== Material for this task ==
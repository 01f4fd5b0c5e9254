//! GeckoTerminal REST client implementing the metadata provider seam.
//!
//! One endpoint is used: `GET /networks/{network}/tokens/{address}` with
//! `include=top_pools`, which carries price, supply and logo data plus
//! the pools needed for the 24h price change and the market-cap
//! fallback chain.

use std::time::Duration;

use async_trait::async_trait;
use folio_common::error::{FetchError, FolioError, FolioResult};
use folio_common::traits::MetadataProvider;
use folio_common::types::TokenAttributes;
use rust_decimal::Decimal;
use serde::Deserialize;
use tracing::debug;
use url::Url;

const REQUEST_TIMEOUT: Duration = Duration::from_secs(15);

/// Map a gateway network slug to the id GeckoTerminal expects.
/// Unknown slugs pass through unchanged.
pub fn gecko_network(network: &str) -> &str {
    match network {
        "ethereum" => "eth",
        "polygon" => "polygon_pos",
        "avalanche" => "avax",
        "binance-smart-chain" | "bsc" => "bsc",
        "gnosis" => "xdai",
        "fantom" => "ftm",
        other => other,
    }
}

/// GeckoTerminal API client.
pub struct GeckoClient {
    http: reqwest::Client,
    base_url: String,
}

impl GeckoClient {
    pub fn new(base_url: &str) -> FolioResult<Self> {
        Url::parse(base_url)
            .map_err(|e| FolioError::Config(format!("Invalid GeckoTerminal URL: {e}")))?;
        let http = reqwest::Client::builder()
            .timeout(REQUEST_TIMEOUT)
            .build()
            .map_err(|e| FolioError::Network(e.to_string()))?;
        Ok(Self {
            http,
            base_url: base_url.trim_end_matches('/').to_string(),
        })
    }
}

#[async_trait]
impl MetadataProvider for GeckoClient {
    async fn token_metadata(
        &self,
        network: &str,
        address: &str,
    ) -> Result<TokenAttributes, FetchError> {
        let url = format!(
            "{}/networks/{}/tokens/{}",
            self.base_url,
            gecko_network(network),
            address
        );
        debug!(%url, "requesting token metadata");

        let response = self
            .http
            .get(&url)
            .query(&[("include", "top_pools")])
            .send()
            .await
            .map_err(|e| FetchError::Network(e.to_string()))?;

        let status = response.status();
        if !status.is_success() {
            return Err(FetchError::from_status(status.as_u16()));
        }

        let body: TokenResponse = response
            .json()
            .await
            .map_err(|e| FetchError::Network(format!("malformed response: {e}")))?;

        Ok(normalize(body))
    }
}

// Wire shapes. Numeric fields arrive as JSON strings (or null); they
// are kept as strings and parsed leniently during normalization.

#[derive(Debug, Deserialize)]
struct TokenResponse {
    data: TokenData,
    #[serde(default)]
    included: Vec<IncludedResource>,
}

#[derive(Debug, Deserialize)]
struct TokenData {
    attributes: RawTokenAttributes,
}

#[derive(Debug, Deserialize)]
struct RawTokenAttributes {
    address: String,
    name: String,
    symbol: String,
    #[serde(default)]
    decimals: Option<u32>,
    #[serde(default)]
    image_url: Option<String>,
    #[serde(default)]
    price_usd: Option<String>,
    #[serde(default)]
    market_cap_usd: Option<String>,
    #[serde(default)]
    total_supply: Option<String>,
    #[serde(default)]
    normalized_total_supply: Option<String>,
}

#[derive(Debug, Deserialize)]
struct IncludedResource {
    #[serde(rename = "type")]
    kind: String,
    attributes: PoolAttributes,
}

#[derive(Debug, Deserialize)]
struct PoolAttributes {
    #[serde(default)]
    market_cap_usd: Option<String>,
    #[serde(default)]
    price_change_percentage: Option<PriceChange>,
}

#[derive(Debug, Deserialize)]
struct PriceChange {
    #[serde(default)]
    h24: Option<String>,
}

fn parse_decimal(raw: &Option<String>) -> Option<Decimal> {
    raw.as_deref().and_then(|s| s.parse().ok())
}

/// Total supply in whole tokens. Prefers the upstream's pre-normalized
/// figure; otherwise shifts the raw supply down by `decimals`.
fn adjusted_supply(attrs: &RawTokenAttributes) -> Option<Decimal> {
    if let Some(supply) = parse_decimal(&attrs.normalized_total_supply) {
        return Some(supply);
    }
    let raw = parse_decimal(&attrs.total_supply)?;
    let decimals = attrs.decimals?;
    let divisor = 10u128
        .checked_pow(decimals)
        .and_then(|p| Decimal::try_from(i128::try_from(p).ok()?).ok())?;
    raw.checked_div(divisor)
}

fn normalize(body: TokenResponse) -> TokenAttributes {
    let attrs = body.data.attributes;
    let price_usd = parse_decimal(&attrs.price_usd);

    let pools: Vec<&PoolAttributes> = body
        .included
        .iter()
        .filter(|r| r.kind == "pool")
        .map(|r| &r.attributes)
        .collect();

    // Market cap chain: token attribute, then the first pool that
    // reports one, then price times adjusted supply.
    let market_cap_usd = parse_decimal(&attrs.market_cap_usd)
        .or_else(|| {
            pools
                .iter()
                .find_map(|p| parse_decimal(&p.market_cap_usd))
        })
        .or_else(|| {
            let supply = adjusted_supply(&attrs)?;
            price_usd?.checked_mul(supply)
        });

    let price_change_h24 = pools.iter().find_map(|p| {
        p.price_change_percentage
            .as_ref()
            .and_then(|c| parse_decimal(&c.h24))
    });

    // The upstream serves a "missing.png" placeholder for tokens with
    // no real logo; treat it as absent so callers can substitute.
    let image_url = attrs
        .image_url
        .filter(|u| !u.ends_with("missing.png"));

    TokenAttributes {
        address: attrs.address,
        name: attrs.name,
        symbol: attrs.symbol,
        decimals: attrs.decimals,
        image_url,
        price_usd,
        market_cap_usd,
        price_change_h24,
    }
}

== Exercise aim ==
Reproduce the records in full, exactly as written.

== Result for this task ==
repository 01f4fd5b0c5e9254
//! GeckoTerminal REST client implementing the metadata provider seam.
//!
//! One endpoint is used: `GET /networks/{network}/tokens/{address}` with
//! `include=top_pools`, which carries price, supply and logo data plus
//! the pools needed for the 24h price change and the market-cap
//! fallback chain.

use std::time::Duration;

use async_trait::async_trait;
use folio_common::error::{FetchError, FolioError, FolioResult};
use folio_common::traits::MetadataProvider;
use folio_common::types::TokenAttributes;
use rust_decimal::Decimal;
use serde::Deserialize;
use tracing::debug;
use url::Url;

const REQUEST_TIMEOUT: Duration = Duration::from_secs(15);

/// Map a gateway network slug to the id GeckoTerminal expects.
/// Unknown slugs pass through unchanged.
pub fn gecko_network(network: &str) -> &str {
    match network {
        "ethereum" => "eth",
        "polygon" => "polygon_pos",
        "avalanche" => "avax",
        "binance-smart-chain" | "bsc" => "bsc",
        "gnosis" => "xdai",
        "fantom" => "ftm",
        other => other,
    }
}

/// GeckoTerminal API client.
pub struct GeckoClient {
    http: reqwest::Client,
    base_url: String,
}

impl GeckoClient {
    pub fn new(base_url: &str) -> FolioResult<Self> {
        Url::parse(base_url)
            .map_err(|e| FolioError::Config(format!("Invalid GeckoTerminal URL: {e}")))?;
        let http = reqwest::Client::builder()
            .timeout(REQUEST_TIMEOUT)
            .build()
            .map_err(|e| FolioError::Network(e.to_string()))?;
        Ok(Self {
            http,
            base_url: base_url.trim_end_matches('/').to_string(),
        })
    }
}

#[async_trait]
impl MetadataProvider for GeckoClient {
    async fn token_metadata(
        &self,
        network: &str,
        address: &str,
    ) -> Result<TokenAttributes, FetchError> {
        let url = format!(
            "{}/networks/{}/tokens/{}",
            self.base_url,
            gecko_network(network),
            address
        );
        debug!(%url, "requesting token metadata");

        let response = self
            .http
            .get(&url)
            .query(&[("include", "top_pools")])
            .send()
            .await
            .map_err(|e| FetchError::Network(e.to_string()))?;

        let status = response.status();
        if !status.is_success() {
            return Err(FetchError::from_status(status.as_u16()));
        }

        let body: TokenResponse = response
            .json()
            .await
            .map_err(|e| FetchError::Network(format!("malformed response: {e}")))?;

        Ok(normalize(body))
    }
}

// Wire shapes. Numeric fields arrive as JSON strings (or null); they
// are kept as strings and parsed leniently during normalization.

#[derive(Debug, Deserialize)]
struct TokenResponse {
    data: TokenData,
    #[serde(default)]
    included: Vec<IncludedResource>,
}

#[derive(Debug, Deserialize)]
struct TokenData {
    attributes: RawTokenAttributes,
}

#[derive(Debug, Deserialize)]
struct RawTokenAttributes {
    address: String,
    name: String,
    symbol: String,
    #[serde(default)]
    decimals: Option<u32>,
    #[serde(default)]
    image_url: Option<String>,
    #[serde(default)]
    price_usd: Option<String>,
    #[serde(default)]
    market_cap_usd: Option<String>,
    #[serde(default)]
    total_supply: Option<String>,
    #[serde(default)]
    normalized_total_supply: Option<String>,
}

#[derive(Debug, Deserialize)]
struct IncludedResource {
    #[serde(rename = "type")]
    kind: String,
    attributes: PoolAttributes,
}

#[derive(Debug, Deserialize)]
struct PoolAttributes {
    #[serde(default)]
    market_cap_usd: Option<String>,
    #[serde(default)]
    price_change_percentage: Option<PriceChange>,
}

#[derive(Debug, Deserialize)]
struct PriceChange {
    #[serde(default)]
    h24: Option<String>,
}

fn parse_decimal(raw: &Option<String>) -> Option<Decimal> {
    raw.as_deref().and_then(|s| s.parse().ok())
}

/// Total supply in whole tokens. Prefers the upstream's pre-normalized
/// figure; otherwise shifts the raw supply down by `decimals`.
fn adjusted_supply(attrs: &RawTokenAttributes) -> Option<Decimal> {
    if let Some(supply) = parse_decimal(&attrs.normalized_total_supply) {
        return Some(supply);
    }
    let raw = parse_decimal(&attrs.total_supply)?;
    let decimals = attrs.decimals?;
    let divisor = 10u128
        .checked_pow(decimals)
        .and_then(|p| Decimal::try_from(i128::try_from(p).ok()?).ok())?;
    raw.checked_div(divisor)
}

fn normalize(body: TokenResponse) -> TokenAttributes {
    let attrs = body.data.attributes;
    let price_usd = parse_decimal(&attrs.price_usd);

    let pools: Vec<&PoolAttributes> = body
        .included
        .iter()
        .filter(|r| r.kind == "pool")
        .map(|r| &r.attributes)
        .collect();

    // Market cap chain: token attribute, then the first pool that
    // reports one, then price times adjusted supply.
    let market_cap_usd = parse_decimal(&attrs.market_cap_usd)
        .or_else(|| {
            pools
                .iter()
                .find_map(|p| parse_decimal(&p.market_cap_usd))
        })
        .or_else(|| {
            let supply = adjusted_supply(&attrs)?;
            price_usd?.checked_mul(supply)
        });

    let price_change_h24 = pools.iter().find_map(|p| {
        p.price_change_percentage
            .as_ref()
            .and_then(|c| parse_decimal(&c.h24))
    });

    // The upstream serves a "missing.png" placeholder for tokens with
    // no real logo; treat it as absent so callers can substitute.
    let image_url = attrs
        .image_url
        .filter(|u| !u.ends_with("missing.png"));

    TokenAttributes {
        address: attrs.address,
        name: attrs.name,
        symbol: attrs.symbol,
        decimals: attrs.decimals,
        image_url,
        price_usd,
        market_cap_usd,
        price_change_h24,
    }
}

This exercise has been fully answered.